→ **WORK TASK**:
The lines below starting at the line containing "snapshot::frame_len(value.len())?;" and ending at the line containing "not an error" are to be repeated exactly, with both ends kept and nothing else added.

** ENTRIES PROVIDED follows **

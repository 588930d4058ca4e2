use log::trace;

use crate::cursor::Cursor;
use crate::error::{Error, Result};
use crate::node::Node;
use crate::snapshot;
use crate::transaction::Transaction;
use crate::types::{CursorConfig, CursorHint, CursorOption, Direction};

/// Handle to a bucket inside a transaction.
///
/// A handle addresses its bucket by path and reads through the transaction's
/// working tree on every call, so it always observes the transaction's own
/// writes. Operations on a bucket deleted after the handle was taken fail
/// with [`Error::BucketNotFound`] (or yield nothing, for reads).
#[derive(Debug, Clone)]
pub struct Bucket<'tx> {
    tx: &'tx Transaction,
    path: Vec<Vec<u8>>,
}

impl<'tx> Bucket<'tx> {
    pub(crate) fn new(tx: &'tx Transaction, path: Vec<Vec<u8>>) -> Self {
        Bucket { tx, path }
    }

    /// Name of this bucket
    pub fn name(&self) -> &[u8] {
        self.path.last().map(Vec::as_slice).unwrap_or_default()
    }

    /// Names from the top-level bucket down to this one
    pub fn path(&self) -> &[Vec<u8>] {
        &self.path
    }

    /// Retrieve the value stored at `key`.
    ///
    /// Absent keys, empty values and keys naming a nested bucket all fail
    /// with [`Error::KeyNotFound`].
    pub fn get(&self, key: &[u8]) -> Result<Vec<u8>> {
        let value = self.tx.read(&self.path, |data| match data.get(key) {
            Some(Node::Value(v)) if !v.is_empty() => Some(v.clone()),
            _ => None,
        });
        value.flatten().ok_or(Error::KeyNotFound)
    }

    /// Set the value at `key`.
    ///
    /// Keys and values longer than `u32::MAX` bytes fail with
    /// [`Error::EntryTooLarge`].
    pub fn put(&self, key: &[u8], value: &[u8]) -> Result<()> {
        if !self.tx.is_writable() {
            return Err(Error::TxNotWritable);
        }
        if key.is_empty() {
            return Err(Error::KeyRequired);
        }
        snapshot::frame_len(key.len())?;
        snapshot::frame_len(value.len())?;
        self.tx.write(&self.path, |data| {
            match data.entries.get_mut(key) {
                Some(Node::Bucket(_)) => return Err(Error::IncompatibleValue),
                Some(Node::Value(v)) => *v = value.to_vec(),
                None => {
                    data.entries.insert(key.to_vec(), Node::Value(value.to_vec()));
                }
            }
            Ok(())
        })
    }

    /// Remove `key`; absent keys are not an error
    pub fn delete(&self, key: &[u8]) -> Result<()> {
        self.tx.write(&self.path, |data| match data.get(key) {
            Some(Node::Bucket(_)) => Err(Error::IncompatibleValue),
            Some(Node::Value(_)) => {
                data.entries.remove(key);
                Ok(())
            }
            None => Ok(()),
        })
    }

    /// Whether `key` names a nested bucket
    pub fn is_bucket(&self, key: &[u8]) -> bool {
        self.tx
            .read(&self.path, |data| data.child(key).is_some())
            .unwrap_or(false)
    }

    /// Number of entries, nested buckets included
    pub fn len(&self) -> usize {
        self.tx.read(&self.path, |data| data.len()).unwrap_or(0)
    }

    pub fn is_empty(&self) -> bool {
        self.len() == 0
    }

    /// Retrieve an existing nested bucket
    pub fn bucket(&self, name: &[u8]) -> Result<Bucket<'tx>> {
        if name.is_empty() {
            return Err(Error::BucketNameRequired);
        }
        match self.tx.read(&self.path, |data| data.child(name).is_some()) {
            Some(true) => Ok(self.nested(name)),
            _ => Err(Error::BucketNotFound(name.to_vec())),
        }
    }

    /// Create a nested bucket; fails if it already exists
    pub fn create_bucket(&self, name: &[u8]) -> Result<Bucket<'tx>> {
        self.tx.create_child(&self.path, name, false)?;
        Ok(self.nested(name))
    }

    /// Create a nested bucket unless it already exists
    pub fn create_bucket_if_not_exists(&self, name: &[u8]) -> Result<Bucket<'tx>> {
        self.tx.create_child(&self.path, name, true)?;
        Ok(self.nested(name))
    }

    /// Delete a nested bucket and everything below it
    pub fn delete_bucket(&self, name: &[u8]) -> Result<()> {
        self.tx.delete_child(&self.path, name)
    }

    fn nested(&self, name: &[u8]) -> Bucket<'tx> {
        let mut path = self.path.clone();
        path.push(name.to_vec());
        Bucket::new(self.tx, path)
    }

    /// Ascending, unconstrained cursor over this bucket.
    ///
    /// Hints are advisory and currently ignored.
    pub fn cursor(&self, hints: &[CursorHint]) -> Result<Cursor<'tx>> {
        if !hints.is_empty() {
            trace!("ignoring {} cursor hint(s)", hints.len());
        }
        Ok(Cursor::new(
            self.tx,
            self.path.clone(),
            CursorConfig::default(),
        ))
    }

    /// Cursor positioned at `seek` and configured by `opts`.
    ///
    /// An empty `seek` starts at the first entry, or at the last one when
    /// iterating in descending order. With a prefix configured, a seek key
    /// outside the prefix fails with [`Error::SeekPrefixMismatch`].
    pub fn forward_cursor(&self, seek: &[u8], opts: &[CursorOption]) -> Result<Cursor<'tx>> {
        let config = CursorConfig::new(opts);
        let mut cursor = Cursor::new(self.tx, self.path.clone(), config.clone());

        let mut seek = seek.to_vec();
        if seek.is_empty() && config.direction == Direction::Descending {
            if let Some((key, _)) = cursor.last() {
                seek = key;
            }
        }

        let first = cursor.seek(&seek);

        if config.missing_prefix(&seek) {
            return Err(Error::SeekPrefixMismatch {
                seek,
                prefix: config.prefix.unwrap_or_default(),
            });
        }

        // only remember the seeked entry if it is not skipped
        if !config.skip_first {
            cursor.set_pending(first);
        }

        Ok(cursor)
    }
}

** End of ENTRIES PROVIDED **

→ **RESPONSE TO THIS EXERCISE**:
        snapshot::frame_len(value.len())?;
        self.tx.write(&self.path, |data| {
            match data.entries.get_mut(key) {
                Some(Node::Bucket(_)) => return Err(Error::IncompatibleValue),
                Some(Node::Value(v)) => *v = value.to_vec(),
                None => {
                    data.entries.insert(key.to_vec(), Node::Value(value.to_vec()));
                }
            }
            Ok(())
        })
    }

    /// Remove `key`; absent keys are not an error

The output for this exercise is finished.